It's not often that I come across a description of an engineering phenomenon this spot on and succinct.

Having worked on many consumer software packages in the past 35 years, yep, that's a thing. I think that the leaner things are, the less top down control there is, the greater the danger this will happen. Larger organizations have such creatures as product managers, who are not programmers. One of their jobs is to steer what new features will be added and how they will work.

At least that was the common structure 25 years ago, maybe it's changed.

Programmers, IME, tend to be at their best when presented with problems to solve. People who are good at programming aren't necessarily good at other aspects of creating and marketing a software product. Many are, but it's not a given.

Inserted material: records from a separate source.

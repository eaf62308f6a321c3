//! Tool Generator
//!
//! Produces three kinds of tools from discovered nodes:
//! - one category tool per distinct category (generated first)
//! - one general tool per node
//! - up to five operation-specific tools per node
//!
//! A failure on one node or operation is counted and skipped; the batch
//! always completes.

pub mod operations;
pub mod routing;

use chrono::{DateTime, Utc};
use nf_core::{
    Error, GeneratedTool, NodeDescriptor, Result, SchemaRef, ToolType, Verb,
};
use serde::{Deserialize, Serialize};
use std::collections::{BTreeMap, HashSet};
use std::time::Instant;
use tracing::{debug, info, warn};

use crate::schema::SchemaBatch;

pub use operations::{extract_operations, MAX_OPERATIONS_PER_NODE};
pub use routing::{category_route, route};

/// Declared priority of the built-in system tools
pub const PRIORITY_SYSTEM: u8 = 90;
/// Declared priority of operation-specific tools
pub const PRIORITY_OPERATION: u8 = 60;
/// Declared priority of general node tools
pub const PRIORITY_GENERAL: u8 = 50;
/// Declared priority of category tools
pub const PRIORITY_CATEGORY: u8 = 40;

/// Base estimate for any materialized tool
pub const BASE_FOOTPRINT: usize = 1000;
const PER_PROPERTY_FOOTPRINT: usize = 50;
const PER_CREDENTIAL_FOOTPRINT: usize = 100;
const PER_CATEGORY_NODE_FOOTPRINT: usize = 50;

const PACKAGE_PREFIXES: [&str; 2] = ["n8n-nodes-base.", "@n8n/n8n-nodes-langchain."];

/// Statistics of one generation run
#[derive(Debug, Clone, Default, PartialEq, Serialize, Deserialize)]
#[serde(rename_all = "camelCase")]
pub struct GenerationStats {
    pub nodes_processed: usize,
    pub tools_generated: usize,
    /// Per-item failures, `skipped` included
    pub errors: usize,
    /// Catalogue entries rejected before generation because they could not be decoded
    #[serde(default)]
    pub skipped: usize,
    pub general_tools: usize,
    pub operation_tools: usize,
    pub category_tools: usize,
    pub duration_ms: u64,
    /// Whether the minimal fallback set replaced discovery
    pub fallback_active: bool,
    pub generated_at: Option<DateTime<Utc>>,
}

/// Tools of one generation run, in generation order
#[derive(Debug, Default)]
pub struct ToolBatch {
    pub tools: Vec<GeneratedTool>,
    pub stats: GenerationStats,
}

#[derive(Debug, Default)]
pub struct ToolGenerator;

impl ToolGenerator {
    pub fn new() -> Self {
        Self
    }

    /// Generate every tool for `nodes`.
    ///
    /// Nodes whose schema was skipped still get their tools; the skip is
    /// counted as an error.
    pub fn generate(&self, nodes: &[NodeDescriptor], schemas: &SchemaBatch) -> ToolBatch {
        let started = Instant::now();
        let mut batch = ToolBatch::default();
        let mut names: HashSet<String> = HashSet::new();

        batch.stats.errors += schemas.skipped.len();

        // Categories must be complete before node tools reference them
        let mut categories: BTreeMap<&str, usize> = BTreeMap::new();
        for node in nodes {
            *categories.entry(node.primary_category()).or_default() += 1;
        }
        for (category, node_count) in &categories {
            match self.category_tool(category, *node_count) {
                Ok(tool) => push_unique(&mut batch, &mut names, tool),
                Err(e) => {
                    warn!("Category tool for {} failed: {}", category, e);
                    batch.stats.errors += 1;
                }
            }
        }

        let mut seen_nodes: HashSet<&str> = HashSet::new();
        for node in nodes {
            batch.stats.nodes_processed += 1;
            if !seen_nodes.insert(node.name.as_str()) {
                warn!("Duplicate node {} skipped", node.name);
                batch.stats.errors += 1;
                continue;
            }

            match self.general_tool(node) {
                Ok(tool) => push_unique(&mut batch, &mut names, tool),
                Err(e) => {
                    warn!("General tool for {} failed: {}", node.name, e);
                    batch.stats.errors += 1;
                    continue;
                }
            }

            for verb in extract_operations(node) {
                match self.operation_tool(node, verb) {
                    Ok(tool) => push_unique(&mut batch, &mut names, tool),
                    Err(e) => {
                        warn!("Operation tool {} for {} failed: {}", verb, node.name, e);
                        batch.stats.errors += 1;
                    }
                }
            }
        }

        batch.stats.duration_ms = started.elapsed().as_millis() as u64;
        batch.stats.generated_at = Some(Utc::now());
        info!(
            "Generated {} tools from {} nodes ({} general, {} operation, {} category, {} errors) in {}ms",
            batch.stats.tools_generated,
            batch.stats.nodes_processed,
            batch.stats.general_tools,
            batch.stats.operation_tools,
            batch.stats.category_tools,
            batch.stats.errors,
            batch.stats.duration_ms
        );
        batch
    }

    pub fn general_tool(&self, node: &NodeDescriptor) -> Result<GeneratedTool> {
        let slug = node_slug(node)?;
        let description = if node.description.is_empty() {
            format!("Run the {} node", node.label())
        } else {
            format!("{}: {}", node.label(), node.description)
        };

        Ok(GeneratedTool::new(
            general_id(&node.name),
            slug,
            description,
            SchemaRef::NodeParameters {
                node: node.name.clone(),
            },
            ToolType::General,
            node.primary_category(),
            route(node.primary_category(), None),
            node_footprint(node),
            PRIORITY_GENERAL,
        ))
    }

    pub fn operation_tool(&self, node: &NodeDescriptor, verb: Verb) -> Result<GeneratedTool> {
        let slug = node_slug(node)?;
        Ok(GeneratedTool::new(
            operation_id(&node.name, verb),
            format!("{}_{}", slug, verb),
            format!("{} via {}", capitalize(verb.as_str()), node.label()),
            SchemaRef::Operation {
                node: node.name.clone(),
                verb,
            },
            ToolType::OperationSpecific,
            node.primary_category(),
            route(node.primary_category(), Some(verb)),
            node_footprint(node) + operations::overhead(verb),
            PRIORITY_OPERATION,
        ))
    }

    pub fn category_tool(&self, category: &str, node_count: usize) -> Result<GeneratedTool> {
        let category_slug = slug(category);
        if category_slug.is_empty() {
            return Err(Error::generation(format!(
                "category '{}' has no usable name",
                category
            )));
        }

        debug!("Category tool for {} ({} nodes)", category, node_count);
        Ok(GeneratedTool::new(
            category_id(category),
            format!("category_{}_tools", category_slug),
            format!(
                "List, search, recommend or compare the {} {} nodes",
                node_count, category
            ),
            SchemaRef::CategoryQuery {
                category: category.to_string(),
            },
            ToolType::Category,
            category,
            category_route(category),
            BASE_FOOTPRINT + node_count * PER_CATEGORY_NODE_FOOTPRINT,
            PRIORITY_CATEGORY,
        ))
    }
}

fn push_unique(batch: &mut ToolBatch, names: &mut HashSet<String>, tool: GeneratedTool) {
    if !names.insert(tool.name.clone()) {
        warn!("Tool name {} already generated, skipping {}", tool.name, tool.id);
        batch.stats.errors += 1;
        return;
    }

    match tool.tool_type {
        ToolType::General => batch.stats.general_tools += 1,
        ToolType::OperationSpecific => batch.stats.operation_tools += 1,
        ToolType::Category => batch.stats.category_tools += 1,
        ToolType::Builtin => {}
    }
    batch.stats.tools_generated += 1;
    batch.tools.push(tool);
}

pub fn general_id(node: &str) -> String {
    format!("general:{}", node)
}

pub fn operation_id(node: &str, verb: Verb) -> String {
    format!("operation:{}:{}", node, verb)
}

pub fn category_id(category: &str) -> String {
    format!("category:{}", category)
}

/// Estimated footprint of a node's general tool
pub fn node_footprint(node: &NodeDescriptor) -> usize {
    BASE_FOOTPRINT
        + node.property_count() * PER_PROPERTY_FOOTPRINT
        + node.credentials.len() * PER_CREDENTIAL_FOOTPRINT
}

fn node_slug(node: &NodeDescriptor) -> Result<String> {
    let s = slug(&node.name);
    if s.is_empty() {
        Err(Error::generation(format!(
            "node name '{}' yields an empty tool name",
            node.name
        )))
    } else {
        Ok(s)
    }
}

/// Snake-case tool name stem: package prefix removed, camelCase split,
/// everything that is not ASCII alphanumeric folded into single underscores
pub fn slug(name: &str) -> String {
    let base = PACKAGE_PREFIXES
        .iter()
        .find_map(|prefix| name.strip_prefix(prefix))
        .unwrap_or(name);

    let mut out = String::with_capacity(base.len() + 4);
    let mut prev_lower = false;
    for ch in base.chars() {
        if ch.is_ascii_alphanumeric() {
            if ch.is_ascii_uppercase() && prev_lower {
                out.push('_');
            }
            out.push(ch.to_ascii_lowercase());
            prev_lower = ch.is_ascii_lowercase() || ch.is_ascii_digit();
        } else {
            if !out.is_empty() && !out.ends_with('_') {
                out.push('_');
            }
            prev_lower = false;
        }
    }
    out.trim_end_matches('_').to_string()
}

fn capitalize(s: &str) -> String {
    let mut chars = s.chars();
    match chars.next() {
        Some(first) => first.to_uppercase().chain(chars).collect(),
        None => String::new(),
    }
}

#[cfg(test)]
mod tests {
    use super::*;
    use crate::schema::SchemaGenerator;
    use nf_core::AgentRole;
    use serde_json::json;

    fn nodes() -> Vec<NodeDescriptor> {
        vec![
            NodeDescriptor::new("n8n-nodes-base.slack", "Slack")
                .with_category("Communication")
                .with_credential("slackApi", true)
                .with_properties(json!([{
                    "name": "operation",
                    "type": "options",
                    "options": [{"value": "send"}, {"value": "update"}, {"value": "archive"}]
                }])),
            NodeDescriptor::new("n8n-nodes-base.postgres", "Postgres").with_category("Data & Storage"),
            NodeDescriptor::new("@n8n/n8n-nodes-langchain.lmChatOpenAi", "OpenAI Chat Model")
                .with_category("AI"),
        ]
    }

    fn generate(nodes: &[NodeDescriptor]) -> ToolBatch {
        let schemas = SchemaGenerator::default().generate(nodes);
        ToolGenerator::new().generate(nodes, &schemas)
    }

    #[test]
    fn test_slug() {
        assert_eq!(slug("n8n-nodes-base.googleSheets"), "google_sheets");
        assert_eq!(slug("@n8n/n8n-nodes-langchain.lmChatOpenAi"), "lm_chat_open_ai");
        assert_eq!(slug("Data & Storage"), "data_storage");
        assert_eq!(slug("..."), "");
    }

    #[test]
    fn test_generate_all_kinds() {
        let batch = generate(&nodes());
        let stats = &batch.stats;

        assert_eq!(stats.nodes_processed, 3);
        assert_eq!(stats.category_tools, 3);
        assert_eq!(stats.general_tools, 3);
        // slack: send, update; postgres: CRUD + list defaults; openai: execute
        assert_eq!(stats.operation_tools, 2 + 5 + 1);
        assert_eq!(stats.tools_generated, batch.tools.len());
        assert_eq!(stats.errors, 0);

        // Category tools lead the batch
        assert!(batch.tools[..3].iter().all(|t| t.tool_type == ToolType::Category));
    }

    #[test]
    fn test_ids_names_and_routing() {
        let batch = generate(&nodes());
        let find = |id: &str| batch.tools.iter().find(|t| t.id == id).unwrap();

        let send = find("operation:n8n-nodes-base.slack:send");
        assert_eq!(send.name, "slack_send");
        assert_eq!(send.agent_recommendation, AgentRole::Connector);
        assert_eq!(send.priority, PRIORITY_OPERATION);
        assert_eq!(send.memory_footprint, 1000 + 50 + 100 + 150);

        let update = find("operation:n8n-nodes-base.slack:update");
        assert_eq!(update.agent_recommendation, AgentRole::ScriptGuard);

        let category = find("category:Data & Storage");
        assert_eq!(category.name, "category_data_storage_tools");
        assert!(category.source_node.is_none());
        assert_eq!(category.memory_footprint, 1050);

        let general = find("general:@n8n/n8n-nodes-langchain.lmChatOpenAi");
        assert_eq!(general.name, "lm_chat_open_ai");
        assert_eq!(general.agent_recommendation, AgentRole::NodeExpert);
    }

    #[test]
    fn test_generation_is_idempotent() {
        let first: Vec<String> = generate(&nodes()).tools.into_iter().map(|t| t.id).collect();
        let second: Vec<String> = generate(&nodes()).tools.into_iter().map(|t| t.id).collect();
        assert_eq!(first, second);
    }

    #[test]
    fn test_empty_input() {
        let batch = generate(&[]);
        assert_eq!(batch.stats.tools_generated, 0);
        assert_eq!(batch.stats.errors, 0);
        assert!(batch.tools.is_empty());
    }

    #[test]
    fn test_bad_nodes_are_counted_not_fatal() {
        let mut input = nodes();
        input.push(NodeDescriptor::new("n8n-nodes-base.slack", "Slack again"));
        input.push(NodeDescriptor::new("???", "Unnamed"));
        input.push(NodeDescriptor::new("broken", "Broken").with_properties(json!("oops")));

        let batch = generate(&input);
        // duplicate, empty slug, skipped schema
        assert_eq!(batch.stats.errors, 3);
        assert!(batch.tools.iter().any(|t| t.id == "general:broken"));
        assert_eq!(batch.stats.general_tools, 4);
    }
}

One of the difficult things about FOSS is the lack of "adult supervision." Some things work better when there's more hierarchy. There's no authority figure to tell them that the feature should work this way, just a bunch of whiny end users who think they know everything.

Also, when everyone works on the modules that they themselves think are the sexiest, more mundane stuff like basic workflow and (especially) documentation can suffer. My favorite plug-in house, MeldaProduction, suffers from this. Vojtech is a genius who came up with a way that he could continue to do the coding as a one man show for a long time. His products are so feature deep that I could spend the rest of my life digging into them and never finish. And one of the reasons for that is that his written documentation is traditionally sketchy. He started out using the same "shared code" concept that the plug-ins are based on, so the documentation for a large number of the plug-ins is 90% boilerplate that applies to all of the plug-ins at the expense of information pertinent to the individual plug-in.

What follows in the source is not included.